To get the most fiber out of the potatoes, they were boiled with their skins on and then put in the fridge for 12 to 24 hours. The potatoes were then used to make mashed potatoes, shepherd’s pie, wedges, salad, and scalloped potatoes, which were served for lunch and dinner.

Eating potatoes can lose weight

Scientists found that potatoes have the same amount of nutrients as beans and peas.

“We showed that, contrary to what most people think, potatoes do not lower blood glucose levels,” said Rebello. “The people who took part in our study did, in fact, lose weight.”

The study, which was published in the Journal of Medical Food, proved that potatoes can still be part of a healthy diet, which goes against what people used to think about the once-vilified starch.

“People rarely stick to a diet they don’t enjoy or that isn’t diversified enough,” the professor concluded. “The meal plans included a variety of dishes, and we demonstrated that a healthy eating plan may include a number of options for people trying to eat healthily.”

Carbohydrate lovers can’t only eat potatoes, but they also don’t have to avoid them entirely. Potatoes, in fact, are “quite affordable” and easily included in everyday meals.

Dr. John Kirwan, the study’s primary investigator and executive director of the Pennington Biomedical Research Center, used the study to investigate the effects of food on diabetes and obesity, claiming that there is still much to learn about the “complex disease” and how to treat it.

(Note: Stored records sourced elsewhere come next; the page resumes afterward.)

//! Per-step completion and drop-off counts derived from user funnel states.

use diesel::prelude::*;
use diesel::sql_types::{BigInt, Double, Integer, Timestamptz};

use funnelcast_common::db::{DbPool, run_with_statement_retry};
use funnelcast_common::error::AppError;
use funnelcast_common::tenant::TenantContext;

use super::DateRange;

#[derive(Debug, QueryableByName)]
pub struct StepCountRow {
    #[diesel(sql_type = Integer)]
    pub step_order: i32,
    #[diesel(sql_type = BigInt)]
    pub users: i64,
}

/// Distinct users whose progression reached at least each step, for users who
/// entered the funnel inside the window.
pub fn step_completions(
    pool: &DbPool,
    ctx: TenantContext,
    funnel_id: i64,
    total_steps: i32,
    range: DateRange,
) -> Result<Vec<StepCountRow>, AppError> {
    run_with_statement_retry(pool, |conn| {
        diesel::sql_query(
            "SELECT gs::int AS step_order, \
                    COUNT(us.id) FILTER (WHERE us.current_step_index >= gs) AS users \
             FROM generate_series(0, $4::int - 1) gs \
             LEFT JOIN funnel_user_states us \
               ON us.tenant_id = $1 AND us.workspace_id = $2 AND us.funnel_id = $3 \
              AND us.entered_at BETWEEN $5 AND $6 \
             GROUP BY gs \
             ORDER BY gs",
        )
        .bind::<BigInt, _>(ctx.tenant_id)
        .bind::<BigInt, _>(ctx.workspace_id)
        .bind::<BigInt, _>(funnel_id)
        .bind::<Integer, _>(total_steps)
        .bind::<Timestamptz, _>(range.start)
        .bind::<Timestamptz, _>(range.end)
        .load(conn)
        .map_err(AppError::from)
    })
}

#[derive(Debug, QueryableByName)]
pub struct DropoffRow {
    #[diesel(sql_type = Integer)]
    pub step_order: i32,
    #[diesel(sql_type = BigInt)]
    pub entries: i64,
    #[diesel(sql_type = BigInt)]
    pub exits: i64,
    #[diesel(sql_type = Double)]
    pub avg_seconds_before_exit: f64,
    #[diesel(sql_type = BigInt)]
    pub immediate_bounces: i64,
}

impl DropoffRow {
    pub fn delayed_exits(&self) -> i64 {
        (self.exits - self.immediate_bounces).max(0)
    }
}

/// Per-step entries, exits (reached the step, never completed), time on the
/// exit step, and the immediate-bounce split (`last_activity_at ==
/// entered_at`).
pub fn dropoff_rows(
    pool: &DbPool,
    ctx: TenantContext,
    funnel_id: i64,
    total_steps: i32,
    range: DateRange,
) -> Result<Vec<DropoffRow>, AppError> {
    run_with_statement_retry(pool, |conn| {
        diesel::sql_query(
            "SELECT gs::int AS step_order, \
                    COUNT(us.id) FILTER (WHERE us.current_step_index >= gs) AS entries, \
                    COUNT(us.id) FILTER (WHERE us.current_step_index = gs AND us.status <> 'completed') AS exits, \
                    COALESCE(EXTRACT(EPOCH FROM AVG(us.last_activity_at - us.entered_at) \
                        FILTER (WHERE us.current_step_index = gs AND us.status <> 'completed')), 0)::float8 \
                        AS avg_seconds_before_exit, \
                    COUNT(us.id) FILTER (WHERE us.current_step_index = gs AND us.status <> 'completed' \
                        AND us.last_activity_at = us.entered_at) AS immediate_bounces \
             FROM generate_series(0, $4::int - 1) gs \
             LEFT JOIN funnel_user_states us \
               ON us.tenant_id = $1 AND us.workspace_id = $2 AND us.funnel_id = $3 \
              AND us.entered_at BETWEEN $5 AND $6 \
             GROUP BY gs \
             ORDER BY gs",
        )
        .bind::<BigInt, _>(ctx.tenant_id)
        .bind::<BigInt, _>(ctx.workspace_id)
        .bind::<BigInt, _>(funnel_id)
        .bind::<Integer, _>(total_steps)
        .bind::<Timestamptz, _>(range.start)
        .bind::<Timestamptz, _>(range.end)
        .load(conn)
        .map_err(AppError::from)
    })
}

#[derive(Debug, QueryableByName)]
pub struct FunnelTotalsRow {
    #[diesel(sql_type = BigInt)]
    pub entries: i64,
    #[diesel(sql_type = BigInt)]
    pub conversions: i64,
    #[diesel(sql_type = Double)]
    pub avg_seconds_to_convert: f64,
    #[diesel(sql_type = Double)]
    pub median_seconds_to_convert: f64,
}

/// Window totals: entries bucketed on entry, conversions on completion, plus
/// average and median time to convert.
pub fn funnel_totals(
    pool: &DbPool,
    ctx: TenantContext,
    funnel_id: i64,
    range: DateRange,
) -> Result<FunnelTotalsRow, AppError> {
    run_with_statement_retry(pool, |conn| {
        diesel::sql_query(
            "SELECT COUNT(*) FILTER (WHERE entered_at BETWEEN $4 AND $5) AS entries, \
                    COUNT(*) FILTER (WHERE status = 'completed' AND completed_at BETWEEN $4 AND $5) AS conversions, \
                    COALESCE(EXTRACT(EPOCH FROM AVG(completed_at - entered_at) \
                        FILTER (WHERE status = 'completed' AND completed_at BETWEEN $4 AND $5)), 0)::float8 \
                        AS avg_seconds_to_convert, \
                    COALESCE(percentile_cont(0.5) WITHIN GROUP (ORDER BY EXTRACT(EPOCH FROM completed_at - entered_at)) \
                        FILTER (WHERE status = 'completed' AND completed_at BETWEEN $4 AND $5), 0)::float8 \
                        AS median_seconds_to_convert \
             FROM funnel_user_states \
             WHERE tenant_id = $1 AND workspace_id = $2 AND funnel_id = $3",
        )
        .bind::<BigInt, _>(ctx.tenant_id)
        .bind::<BigInt, _>(ctx.workspace_id)
        .bind::<BigInt, _>(funnel_id)
        .bind::<Timestamptz, _>(range.start)
        .bind::<Timestamptz, _>(range.end)
        .get_result(conn)
        .map_err(AppError::from)
    })
}

#[derive(Debug, QueryableByName)]
pub struct PeerFunnelRow {
    #[diesel(sql_type = BigInt)]
    pub funnel_id: i64,
    #[diesel(sql_type = BigInt)]
    pub entries: i64,
    #[diesel(sql_type = BigInt)]
    pub conversions: i64,
}

/// Conversion volume of every non-archived funnel in the workspace over the
/// trailing 30 days, restricted to funnels with at least 100 entries.
pub fn peer_funnel_metrics(
    pool: &DbPool,
    ctx: TenantContext,
    since: chrono::DateTime<chrono::Utc>,
) -> Result<Vec<PeerFunnelRow>, AppError> {
    run_with_statement_retry(pool, |conn| {
        diesel::sql_query(
            "SELECT us.funnel_id AS funnel_id, \
                    COUNT(*) AS entries, \
                    COUNT(*) FILTER (WHERE us.status = 'completed') AS conversions \
             FROM funnel_user_states us \
             JOIN funnels f ON f.id = us.funnel_id AND f.archived_at IS NULL \
             WHERE us.tenant_id = $1 AND us.workspace_id = $2 AND us.entered_at >= $3 \
             GROUP BY us.funnel_id \
             HAVING COUNT(*) >= 100",
        )
        .bind::<BigInt, _>(ctx.tenant_id)
        .bind::<BigInt, _>(ctx.workspace_id)
        .bind::<Timestamptz, _>(since)
        .load(conn)
        .map_err(AppError::from)
    })
}
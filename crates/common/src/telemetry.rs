use tracing_subscriber::{EnvFilter, fmt, layer::SubscriberExt, util::SubscriberInitExt};

/// Initializes the tracing stack with JSON formatting and env-based filtering.
///
/// Log and metrics sinks beyond stdout are wired by the host environment; the
/// core only emits structured `tracing` events.
pub fn init_telemetry(service_name: &str) {
    let env_filter = EnvFilter::try_from_default_env().unwrap_or_else(|_| EnvFilter::new("info"));

    let fmt_layer = fmt::layer()
        .json()
        .with_target(true)
        .with_thread_ids(true)
        .with_file(true)
        .with_line_number(true);

    tracing_subscriber::registry()
        .with(env_filter)
        .with(fmt_layer)
        .init();

    tracing::info!(service = service_name, "telemetry initialised");
}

“Obesity is an incredibly complex disease that we are addressing on three fronts: research into how and why our bodies react the way they do, research into individual responses to diet and physical activity, and policy-level discussions and community programs that translate our research into strategies that our local and global communities can use to live healthier lives,” he said. “These new findings on the impact of potatoes on our metabolism are a fascinating complement to the evidence we already have.”